Donald A. Mausar, Amanda Rasbach Yurechko, Weltman, Weinberg Reis, Attorneys for Appellee.
Before: Rocco, P.J., Stewart, J., and Sweeney, J.
JOURNAL ENTRY AND OPINION
{¶ 1} Defendant-appellant, Gary Habeeb, appeals from a common pleas court judgment in favor of plaintiff-appellee, Joseph Castrovinci, based upon a jury verdict as well as the court's order overruling his motion for a new trial. We find that the judgment is not final and appealable because the court has not disposed of appellant's counterclaim.
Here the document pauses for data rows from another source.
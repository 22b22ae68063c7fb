//! Deterministic name-based UUIDs.
//!
//! Synthesised relation objects (Employments, Activities, virtual groups)
//! have no identity in the source system, so the client mints one for them.
//! The derivation must be a pure function of its inputs: running the same
//! sync twice has to produce identical identifiers, or every relation would
//! be deleted and re-created on each run.
//!
//! UUIDs are derived per RFC 4122 §4.3 (SHA-1, version-5 layout) under a
//! fixed namespace. The two-name form joins its inputs with `'|'` before
//! hashing; that separator is baked into every identifier persisted in
//! caches and on SCIM servers and must never change.

use uuid::Uuid;

/// Namespace under which all derived UUIDs live. Fixed forever.
const NAMESPACE: Uuid = Uuid::from_u128(0x8c4b_1c79_d35f_4b8a_9a6e_20f5_37c1_94d2);

/// Separator between the two names in [`derive_relation_uuid`]. Fixed forever.
const PAIR_SEPARATOR: char = '|';

/// Derive a UUID from a single name.
///
/// The output is the canonical lowercase 8-4-4-4-12 hexadecimal form.
pub fn derive_uuid(name: &str) -> String {
    Uuid::new_v5(&NAMESPACE, name.as_bytes()).to_string()
}

/// Derive a UUID for a relation between two objects.
///
/// Callers must always pass the two sides in the same order (remote part
/// first, local part second for Employment- and Activity-style relations);
/// swapping them yields a different identifier.
pub fn derive_relation_uuid(remote: &str, local: &str) -> String {
    let mut name = String::with_capacity(remote.len() + local.len() + 1);
    name.push_str(remote);
    name.push(PAIR_SEPARATOR);
    name.push_str(local);
    derive_uuid(&name)
}

#[cfg(test)]
mod tests {
    use super::*;

    #[test]
    fn test_derivation_is_deterministic() {
        assert_eq!(derive_uuid("alpha"), derive_uuid("alpha"));
        assert_eq!(
            derive_relation_uuid("alpha", "beta"),
            derive_relation_uuid("alpha", "beta")
        );
    }

    #[test]
    fn test_different_inputs_differ() {
        assert_ne!(derive_uuid("alpha"), derive_uuid("beta"));
        assert_ne!(
            derive_relation_uuid("alpha", "beta"),
            derive_relation_uuid("beta", "alpha")
        );
    }

    #[test]
    fn test_pair_matches_joined_form() {
        assert_eq!(derive_relation_uuid("a", "b"), derive_uuid("a|b"));
    }

    #[test]
    fn test_canonical_format() {
        let id = derive_uuid("formatting");
        assert_eq!(id.len(), 36);
        assert_eq!(id, id.to_lowercase());
        let parsed = Uuid::parse_str(&id).unwrap();
        assert_eq!(parsed.get_version_num(), 5);
    }
}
Therefore, we must dismiss this appeal.
{¶ 2} The complaint in this case was filed December 18, 2008 and alleged that Castrovinci "provided certain labor and materials for HVAC installation at 5869 Broadview Road, Parma, Ohio" and billed Habeeb for his work, but Habeeb failed to pay Castrovinci $7,970.46 that was due to him. Habeeb answered and counterclaimed that Castrovinci performed defective work and ultimately abandoned the project so that Habeeb had to retain another contractor to complete it. Habeeb also claimed the project was delayed and as a result he lost rental income from the prospective tenant.
"HVAC" is a common acronym for the phrase "heating, ventilation, and air conditioning." We will use this acronym throughout this opinion.
{¶ 3} The case proceeded to a jury trial beginning August 3, 2009. Before jury selection began, the court noted that Castrovinci's counsel had submitted proposed jury instructions and copies of his exhibits but Habeeb's counsel had not. The court noted that "the jury instructions will be given as plaintiff has submitted them," and "[d]efendant will not be allowed [to] introduce any exhibits in the case."
{¶ 4} At trial, the jury heard the testimony of Castrovinci and Habeeb, as well as Edward Ripepi, the tenant of the premises, and Thomas Brown, who completed the HVAC work. Habeeb testified that he retained Brown to reinstall a furnace that had been installed backward and to reinstall diffusers and ductwork, all at a cost of $1,100. Habeeb also testified that he lost one month's rent of $2,000 because the premises were not ready for the tenant to occupy.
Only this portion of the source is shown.